I scanned through the many snippets of information, doubt nibbling away at the certainty that Josh’s legend was based on truth. Most of the descriptions of mermaids were similar to what I had already heard of as a child: a human torso and head with a fish tail.
I was surprised at how many cultures had mermaids as part of their mythology: China, Africa, India, East and Western Europe, Britain, all had some form of mermaid legend associated with it. Each description had a slightly different twist, but in essence they were the same.
Halfway through another article on the “Mami-wata”, the African mermaid, the Van Heerdens called to say that they would only be back the next morning. Maryka’s aunt had had a bad fall and she would need to stay with her for a few days to help move her into frail care.
Josh and Luke arranged for Josh to stay the night before they returned to their rugby match, and I returned to my research.
I’d pretty much ruled out Josh’s legend about the fish-people by now, as no description matched them properly.
And then my stomach dropped, because there in black and white was a description of sea people, the only distinguishing feature from humans being their ability to breathe underwater.
My excited gaze drifted down the distressingly short description of them and locked on two sentences. Two sentences I couldn’t wrench my eyes from, because they described the offspring of a human and a sea creature.
The idea intrigued me because it was an idea I’d been toying with for most of my life. Not in the crude sense of having a mermaid partner, but rather the idea of being able to be a sea creature of some sorts.
In the quiet moments of childhood, when I’d been waiting for my Mom to fetch me from school, I’d drawn picture
s of the underwater world I’d wished was mine.
I’d seen the shapes of turtles and whales and manta rays in the clouds as I’d watched them drift in cottony replicas of my daydreaming in the azure blue sky.

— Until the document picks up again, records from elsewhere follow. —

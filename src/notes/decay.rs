//! Status decay engine
//!
//! Display status is derived on every read from the stored flag and the time
//! since last edit; no background job ever downgrades a note, and the
//! intermediate tiers are never written to disk.

use crate::notes::types::{DisplayStatus, Note, StoredStatus};

/// Age below which a live note still displays as alive (1 hour)
pub const ALIVE_WINDOW_MS: i64 = 3_600_000;

/// Age below which a live note displays as warming (24 hours)
pub const WARMING_WINDOW_MS: i64 = 86_400_000;

/// Compute the display status of `note` at wall-clock time `now_ms`.
///
/// A stored archive is terminal regardless of age. Live notes decay
/// `alive → warming → cooling`; the comparisons are strict, so an age of
/// exactly one hour is warming and exactly 24 hours is cooling.
pub fn display_status(note: &Note, now_ms: i64) -> DisplayStatus {
    if note.status == StoredStatus::Archived {
        return DisplayStatus::Archived;
    }

    let age = now_ms - note.updated_at;
    if age < ALIVE_WINDOW_MS {
        DisplayStatus::Alive
    } else if age < WARMING_WINDOW_MS {
        DisplayStatus::Warming
    } else {
        DisplayStatus::Cooling
    }
}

Whenever I’d had friends over to play, the games had inevitably veered in the direction of the ocean. We’d pretend – normally at my insistence, because I’d been a fairly assertive and bossy child – to be rays or dolphins, and sometimes even mermaids. My friends had often asked me to describe the castle we would live in, or the island we’d play around, and I’d done so in clear detail.
Sometimes these play dates had ended in fighting, normally because my friend would want to add a detail to our imaginary world, and I’d refuse to allow them to, arguing vehemently that they were wrong.

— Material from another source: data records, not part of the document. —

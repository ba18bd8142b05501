//! Router module — identity resolution and owner actor routing
//!
//! Resolves the caller's identity, then locates (or lazily spawns) the actor
//! instance owning that identity's notes. Everything behind the registry is
//! single-writer per owner; the router itself holds no note state.

pub mod identity;
pub mod registry;

pub use identity::IdentityResolver;
pub use registry::NoteRegistry;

My mother had tried to explain to me that I couldn’t be angry at my friends about changing an imaginary word. She’d tried to explain that imaginary things were only in our heads, and that my friends could imagine whatever they wanted. I’d agreed with her on every other imaginary topic except when it came to the ocean.
No amount of threatened punishment would change my opinion. I felt certain that I knew what that world should be like. I knew how the animals in it behaved. I knew what it felt like to be a part of it.
The certainty I felt in my waking hours was cemented as I slept because every night for as long as I could remember I’d been dreaming about the ocean.
Each new snippet of information I managed to glean from the books I read or the documentaries I watched would find their way into the dreams. They were never scary, always vividly colourful and serenely beautiful. They were filled with light and songs and life and I was part of the dream, not just a spectator of the magical world beneath the waves, but it was my home. My refuge.But that was before the nightmares.
A shiver of anticipation slithered up my spine as I read the incredible description of how normal human DNA could be combined with another species to create a being that could be both human and mermaid, and for the first time in a long time a bubble of joy and excitement pushed its way up through the anger and grief that had been my constant unwanted companions for the last three years.